Last Tuesday, we exited our short positions with a cumulative profit of more than 16%. We have been waiting for a test upward of the 100-day moving averages. We are at that test. Should the test fail, we will enter short positions once again. Until then, we wait and may enter long positions.

Open Positions:

In general, once we have entered a position, we will issue an alert to exit the position. We will note likely target areas for a trade, but we buy and sell on signals, rather than target areas. The same method applies to stops, as we don't use classical stops, but rather rely on the signals generated to reverse or exit our positions.

 Symbol

Position

Entry
Price

Current
Price

Dollar
Gain/Loss

Percent
Gain/Loss

 DIA

Cash

$  

$  

$  

%  

 IWM

Cash

$  

$  

$  

%  

 QQQQ

Cash

$  

$  

$  

%  

 SPY

Cash

$  

$  

$  

%  

Overview:

Last week's market action can be viewed as relief. The Asian markets have been able to move higher, and, as if shadowing these markets, so too have the US markets.

In reality, the market had been waiting for a catalyst to sell-off, and it was only a matter of when and how far the sell-off would go.

Implied volatility, as measured by the VIX and VXN has eased. Examining both those charts below we see that both have touched levels where bottoms have been put in over the last several years.

The VIX clearly rose to a level that has market bottoms in recent years. Since late 2003, the VIX rose up to the level around 19 and when it reversed lower, it proved a reliable indicator of a market bottom. Note, however, that the the VIX was also bottoming anywhere from 14 to 16 so the jump up to the 19 area was proportionally less than the jump from 10 to 19 two weeks ago. The move back down to 14 shows that implied volatility has retreated significantly as the market seems once again a tendency toward complacency.

Will this mark a bottom for the S&P-500? In the past, rallies out of VIX marked bottoms have lasted as little as two weeks. Examples of failed bottoms with lower bottoms that followed are 2004s March, May, August bottoms, and 2006's April, May, June bottoms.
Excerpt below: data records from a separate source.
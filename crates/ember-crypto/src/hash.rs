//! Keccak-256 digests

use ember_primitives::H256;
use sha3::{Digest, Keccak256};

/// Keccak-256 of arbitrary input
pub fn keccak256(data: impl AsRef<[u8]>) -> H256 {
    H256::from_bytes(Keccak256::digest(data.as_ref()).into())
}

/// EIP-191 `personal_sign` digest.
///
/// Hashes `"\x19Ethereum Signed Message:\n" || decimal_len(M) || M` so a
/// signed message can never double as a transaction payload.
pub fn hash_message(message: impl AsRef<[u8]>) -> H256 {
    let message = message.as_ref();
    let mut hasher = Keccak256::new();
    hasher.update(format!("\x19Ethereum Signed Message:\n{}", message.len()));
    hasher.update(message);
    H256::from_bytes(hasher.finalize().into())
}

#[cfg(test)]
mod tests {
    use super::*;

    #[test]
    fn test_keccak256_empty() {
        assert_eq!(
            keccak256(b"").to_hex(),
            "0xc5d2460186f7233c927e7db2dcc703c0e500b653ca82273b7bfad8045d85a470"
        );
    }

    #[test]
    fn test_keccak256_hello() {
        assert_eq!(
            keccak256(b"hello").to_hex(),
            "0x1c8aff950685c2ed4bc3174f3472287b56d9517b9c948127319a09a7a36deac8"
        );
    }

    #[test]
    fn test_keccak256_transfer_selector() {
        // ERC-20 transfer(address,uint256) selector is the first 4 bytes
        let hash = keccak256("transfer(address,uint256)");
        assert_eq!(&hash.as_bytes()[..4], &[0xa9, 0x05, 0x9c, 0xbb]);
    }

    #[test]
    fn test_keccak256_balance_of_selector() {
        let hash = keccak256("balanceOf(address)");
        assert_eq!(&hash.as_bytes()[..4], &[0x70, 0xa0, 0x82, 0x31]);
    }

    #[test]
    fn test_keccak256_transfer_event_topic() {
        assert_eq!(
            keccak256("Transfer(address,address,uint256)").to_hex(),
            "0xddf252ad1be2c89b69c2b068fc378daa952ba7f163c4a11628f55a4df523b3ef"
        );
    }

    #[test]
    fn test_keccak256_accepts_owned_and_borrowed() {
        let owned = vec![0xde, 0xad, 0xbe, 0xef];
        assert_eq!(keccak256(&owned), keccak256(owned.as_slice()));
        assert_ne!(keccak256(b"a"), keccak256(b"b"));
    }

    #[test]
    fn test_hash_message_applies_prefix() {
        let message = b"hello";
        let mut prefixed = format!("\x19Ethereum Signed Message:\n{}", message.len()).into_bytes();
        prefixed.extend_from_slice(message);

        assert_eq!(hash_message(message), keccak256(&prefixed));
        // the prefix must change the digest
        assert_ne!(hash_message(message), keccak256(message));
    }

    #[test]
    fn test_hash_message_length_sensitive() {
        // same bytes, different framing
        assert_ne!(hash_message(b"ab"), hash_message(b"abc"));
        assert_eq!(hash_message(b""), hash_message(b"".to_vec()));
    }
}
The VXN rose above a level that has marked bottoms in the recent past. However, the absolute level is for a weekly close below 24 a week ago, while in 2004, the VXN would reach levels of 29. This has to be seen in perspective that in 2004, the VXN never closed below 19 on a weekly basis, and was mostly above 22.

Will this mark a bottom for the NASDAQ-100? We see a similar story as for the S&P-500, where when a bottom is indicated, it may be followed by another lower bottom, or a double bottom retesting old levels.

We wouldn't rule out a retest lower for either the S&P-500 or the NASDAQ-100. It is important to watch the trading action in the upcoming week to determine if we will have an imminent retest on a failure at resistance, or whether the indexes will attempt to reach the level of their recent highs.

Before we go deeper into what the rest of the week held, let's review economic reports released during the week.

Monday: There were no economic reports released on Monday.

Tuesday: Economic reports were negative and ignored by investors.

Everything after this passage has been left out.